Green-Sky commented Jan 28, 2024

ok, to no surprise 48c857a #5065 is the first commit with the newer spamy-er hang version.

@K-Mistele
Copy link
Contributor

@Maximilian-Winter It is actually a regression. When -ctx 0, the context size (this is legacy name, should be called "KV cache size") is set equal to the training context size of the mode:

cparams.n_ctx = params.n_ctx == 0 ? hparams.n_ctx_train : params.n_ctx;

When the KV cache becomes full, there is logic in server.cpp to apply "context shift" which evicts the oldest tokens from the cache in order to free room for new tokens:

if (slot.is_processing() && slot.cache_tokens.size() >= (size_t) slot.n_ctx)
{
// Shift context
const int n_left = slot.n_past - slot.params.n_keep - 1;
const int n_discard = n_left / 2;
LOG_TEE("slot %d: context shift - n_keep = %d, n_left = %d, n_discard = %d\n", slot.id, slot.params.n_keep, n_left, n_discard);
llama_kv_cache_seq_rm (ctx, slot.id, slot.params.n_keep + 1 , slot.params.n_keep + n_discard + 1);
llama_kv_cache_seq_shift(ctx, slot.id, slot.params.n_keep + 1 + n_discard, slot.n_past, -n_discard);
for (size_t i = slot.params.n_keep + 1 + n_discard; i < slot.cache_tokens.size(); i++)
{
slot.cache_tokens[i - n_discard] = slot.cache_tokens[i];
}
slot.cache_tokens.resize(slot.cache_tokens.size() - n_discard);
slot.n_past -= n_discard;
slot.truncated = true;
LOG_VERBOSE("context shift", {
{ "n_ctx", n_ctx },
{ "n_keep", params.n_keep },
{ "n_left", n_left },
});
}

Somehow this functionality seems to have been affected likely by the changes in this PR

@Green-Sky If you could pin point the change that leads to the regression would be helpful. I'm looking at the code in this PR and cannot see how it would affect this, so maybe it was caused by earlier changes

Okay, so this option does not do what I thought it did then. Where can I learn more about how this works and what appropriate values of it would be? I have just been setting it to the model's training context size.

@Maximilian-Winter
Copy link
Contributor Author

Maximilian-Winter commented Jan 28, 2024

@K-Mistele Allow me to cite ggerganov:
First, you set -c to the context that you want to achieve - let's say -c 8192.

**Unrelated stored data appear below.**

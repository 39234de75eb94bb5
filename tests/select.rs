mod common;

use common::{day_of_2020, MockRepo};
use pretty_assertions::assert_eq;
use relstat::error::RelstatError;
use relstat::model::DateRange;
use relstat::select::{read_id_list, SelectOptions, VersionSelector, VersionSource};
use std::io::Write;

fn window(since: u32, before: u32) -> DateRange {
    DateRange::new(day_of_2020(since), day_of_2020(before))
}

fn discover(range: DateRange) -> SelectOptions {
    SelectOptions {
        source: VersionSource::Discover {
            range,
            stables: None,
            head: Some("master".to_string()),
        },
        baselines: None,
        extra_version: None,
    }
}

fn explicit(ids: &[&str]) -> SelectOptions {
    SelectOptions {
        source: VersionSource::Explicit(ids.iter().map(|s| s.to_string()).collect()),
        baselines: None,
        extra_version: None,
    }
}

fn releases(records: &[relstat::model::ReleaseRecord]) -> Vec<(&str, &str)> {
    records
        .iter()
        .map(|r| (r.release.as_str(), r.baseline.as_str()))
        .collect()
}

#[test]
fn discovery_excludes_window_boundaries() {
    let repo = MockRepo::new()
        .tag("v1.0", 5)
        .tag("v1.1", 6)
        .tag("v1.2", 9)
        .tag("v1.3", 10);
    let found = VersionSelector::new(&repo)
        .discover(&window(5, 10), None, None)
        .unwrap();
    assert_eq!(found, ["v1.1", "v1.2"]);
}

#[test]
fn discovery_skips_malformed_tags() {
    let repo = MockRepo::new()
        .tag("v1.0", 2)
        .tag("v1.1-rc1", 3)
        .tag("v1.1-rc999", 4)
        .tag("release-1.1", 5)
        .tag("v1.1.1", 6)
        .tag("v1.1", 7);
    let found = VersionSelector::new(&repo)
        .discover(&window(1, 20), None, None)
        .unwrap();
    assert_eq!(found, ["v1.0", "v1.1-rc1", "v1.1"]);
}

#[test]
fn discovery_includes_head_inside_window_only() {
    let inside = MockRepo::new().tag("v1.0", 2).branch("master", 8);
    let records = VersionSelector::new(&inside).select(&discover(window(1, 10))).unwrap();
    assert_eq!(releases(&records), [("v1.0", "v1.0"), ("master", "v1.0")]);

    let outside = MockRepo::new().tag("v1.0", 2).branch("master", 12);
    let records = VersionSelector::new(&outside).select(&discover(window(1, 10))).unwrap();
    assert_eq!(releases(&records), [("v1.0", "v1.0")]);
}

#[test]
fn stable_discovery_ignores_head_and_other_series() {
    let repo = MockRepo::new()
        .tag("4.19", 2)
        .tag("4.20", 3)
        .tag("4.20-rt", 4)
        .tag("5.1", 5)
        .tag("v4.21", 6)
        .branch("master", 7);
    let mut opts = discover(window(1, 10));
    opts.source = VersionSource::Discover {
        range: window(1, 10),
        stables: Some("4".to_string()),
        head: Some("master".to_string()),
    };
    let records = VersionSelector::new(&repo).select(&opts).unwrap();
    assert_eq!(releases(&records), [("4.19", "4.19"), ("4.20", "4.19")]);
}

#[test]
fn releases_are_ordered_by_commit_time_not_version() {
    let repo = MockRepo::new()
        .tag("v2.0", 9)
        .tag("v1.9", 7)
        .tag("v1.10", 3);
    let records = VersionSelector::new(&repo).select(&discover(window(1, 20))).unwrap();
    assert_eq!(
        releases(&records),
        [("v1.10", "v1.10"), ("v1.9", "v1.10"), ("v2.0", "v1.9")]
    );
    assert_eq!(records[0].committed_at, day_of_2020(3));
}

#[test]
fn tags_on_one_commit_order_by_version() {
    let repo = MockRepo::new()
        .tag("v1.1", 3)
        .tag("v1.1-rc2", 3)
        .tag("v1.0", 1)
        .branch("master", 3);
    let records = VersionSelector::new(&repo)
        .select(&explicit(&["master", "v1.1", "v1.1-rc2", "v1.0"]))
        .unwrap();
    assert_eq!(
        releases(&records),
        [("v1.0", "v1.0"), ("v1.1-rc2", "v1.0"), ("v1.1", "v1.1-rc2"), ("master", "v1.1")]
    );
}

#[test]
fn unresolvable_identifiers_are_dropped() {
    let repo = MockRepo::new().tag("v1.0", 2).tag("v1.1", 4);
    let records = VersionSelector::new(&repo)
        .select(&explicit(&["v1.1", "no-such-tag", "v1.0"]))
        .unwrap();
    assert_eq!(releases(&records), [("v1.0", "v1.0"), ("v1.1", "v1.0")]);
}

#[test]
fn commit_times_are_resolved_once_per_identifier() {
    let repo = MockRepo::new().tag("v1.0", 2).tag("v1.1", 4).branch("master", 6);
    VersionSelector::new(&repo).select(&discover(window(1, 10))).unwrap();
    assert_eq!(repo.time_calls.get(), 3);
}

#[test]
fn explicit_baselines_pair_with_sorted_releases() {
    let repo = MockRepo::new().tag("v1.0", 2).tag("v1.1", 4).tag("v0.9", 1);
    let mut opts = explicit(&["v1.1", "v1.0"]);
    opts.baselines = Some(vec!["v0.9".to_string(), "v0.9".to_string()]);
    let records = VersionSelector::new(&repo).select(&opts).unwrap();
    assert_eq!(releases(&records), [("v1.0", "v0.9"), ("v1.1", "v0.9")]);
}

#[test]
fn baseline_count_mismatch_is_fatal_before_any_diff() {
    let repo = MockRepo::new().tag("v1.0", 2).tag("v1.1", 4);
    let mut opts = explicit(&["v1.0", "v1.1"]);
    opts.baselines = Some(vec!["v0.9".to_string()]);

    match VersionSelector::new(&repo).select(&opts) {
        Err(RelstatError::BaselineCount { baselines, releases }) => {
            assert_eq!((baselines, releases), (1, 2));
        }
        other => panic!("expected a baseline count error, got {other:?}"),
    }
    assert_eq!(repo.shortstat_calls.get(), 0);
}

#[test]
fn extra_version_filter_keeps_chronological_baselines() {
    let repo = MockRepo::new()
        .tag("v1.0", 2)
        .tag("v1.1-rc1", 3)
        .tag("v1.1", 4)
        .tag("v1.2-rc1", 5);
    let mut opts = discover(window(1, 10));
    opts.extra_version = Some("rc1".to_string());
    let records = VersionSelector::new(&repo).select(&opts).unwrap();
    assert_eq!(
        releases(&records),
        [("v1.1-rc1", "v1.0"), ("v1.2-rc1", "v1.1")]
    );
}

#[test]
fn empty_selection_is_not_an_error() {
    let repo = MockRepo::new().tag("v1.0", 20);
    let mut opts = discover(window(1, 10));
    opts.baselines = Some(vec!["v0.1".to_string()]);
    let records = VersionSelector::new(&repo).select(&opts).unwrap();
    assert!(records.is_empty());
}

#[test]
fn id_list_files_are_trimmed_and_skip_blank_lines() {
    let mut file = tempfile::NamedTempFile::new().unwrap();
    write!(file, "  v1.0\nv1.1  \n\n\tv1.2\n").unwrap();
    let ids = read_id_list(file.path(), "versions").unwrap();
    assert_eq!(ids, ["v1.0", "v1.1", "v1.2"]);
}

#[test]
fn missing_id_list_file_is_a_configuration_error() {
    let dir = tempfile::tempdir().unwrap();
    let err = read_id_list(dir.path().join("missing.txt"), "versions").unwrap_err();
    assert!(matches!(err, RelstatError::VersionsFile { kind: "versions", .. }));
    assert!(err.to_string().starts_with("Wrong versions file"));
}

Next, given that the original training context of the model is T (let's assume T = 2048), you want to set G >= 8192 / T, so in this case: --grp-attn-n 4 or --grp-attn-n 8.

The --grp-attn-w corresponds to W from the paper. I think the authors generally used 512, but I think you can go up to T/2 - so in this case --grp-attn-w 1024.

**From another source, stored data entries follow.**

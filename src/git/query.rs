use crate::error::Result;
use chrono::{DateTime, Utc};
use std::collections::HashMap;
use tracing::debug;

/// Read access to the repository history needed to build release statistics.
pub trait RepoQuery {
    /// Short names of every tag in the repository.
    fn tag_names(&self) -> Result<Vec<String>>;

    /// Commit time of the commit `id` points at, or `None` if it names no commit.
    fn commit_time(&self, id: &str) -> Result<Option<DateTime<Utc>>>;

    /// `git diff --shortstat` text for `baseline..release`, limited to `paths` if non-empty.
    fn shortstat(&self, baseline: &str, release: &str, paths: &[String]) -> Result<String>;
}

impl<Q: RepoQuery + ?Sized> RepoQuery for &Q {
    fn tag_names(&self) -> Result<Vec<String>> {
        (**self).tag_names()
    }

    fn commit_time(&self, id: &str) -> Result<Option<DateTime<Utc>>> {
        (**self).commit_time(id)
    }

    fn shortstat(&self, baseline: &str, release: &str, paths: &[String]) -> Result<String> {
        (**self).shortstat(baseline, release, paths)
    }
}

/// Resolves each identifier at most once per run.
#[derive(Debug, Default)]
pub struct TimestampCache {
    times: HashMap<String, Option<DateTime<Utc>>>,
}

impl TimestampCache {
    pub fn new() -> Self {
        Self::default()
    }

    pub fn get<Q: RepoQuery>(&mut self, repo: &Q, id: &str) -> Result<Option<DateTime<Utc>>> {
        if let Some(time) = self.times.get(id) {
            return Ok(*time);
        }
        let time = repo.commit_time(id)?;
        debug!(id, ?time, "resolved commit time");
        self.times.insert(id.to_string(), time);
        Ok(time)
    }
}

Additionally, G has to be multiple of W

Hope this helps.

@K-Mistele
Copy link
Contributor

@K-Mistele Allow me to cite ggerganov: First, you set -c to the context that you want to achieve - let's say -c 8192.

Next, given that the original training context of the model is T (let's assume T = 2048), you want to set G >= 8192 / T, so in this case: --grp-attn-n 4 or --grp-attn-n 8.

The --grp-attn-w corresponds to W from the paper. I think the authors generally used 512, but I think you can go up to T/2 - so in this case --grp-attn-w 1024.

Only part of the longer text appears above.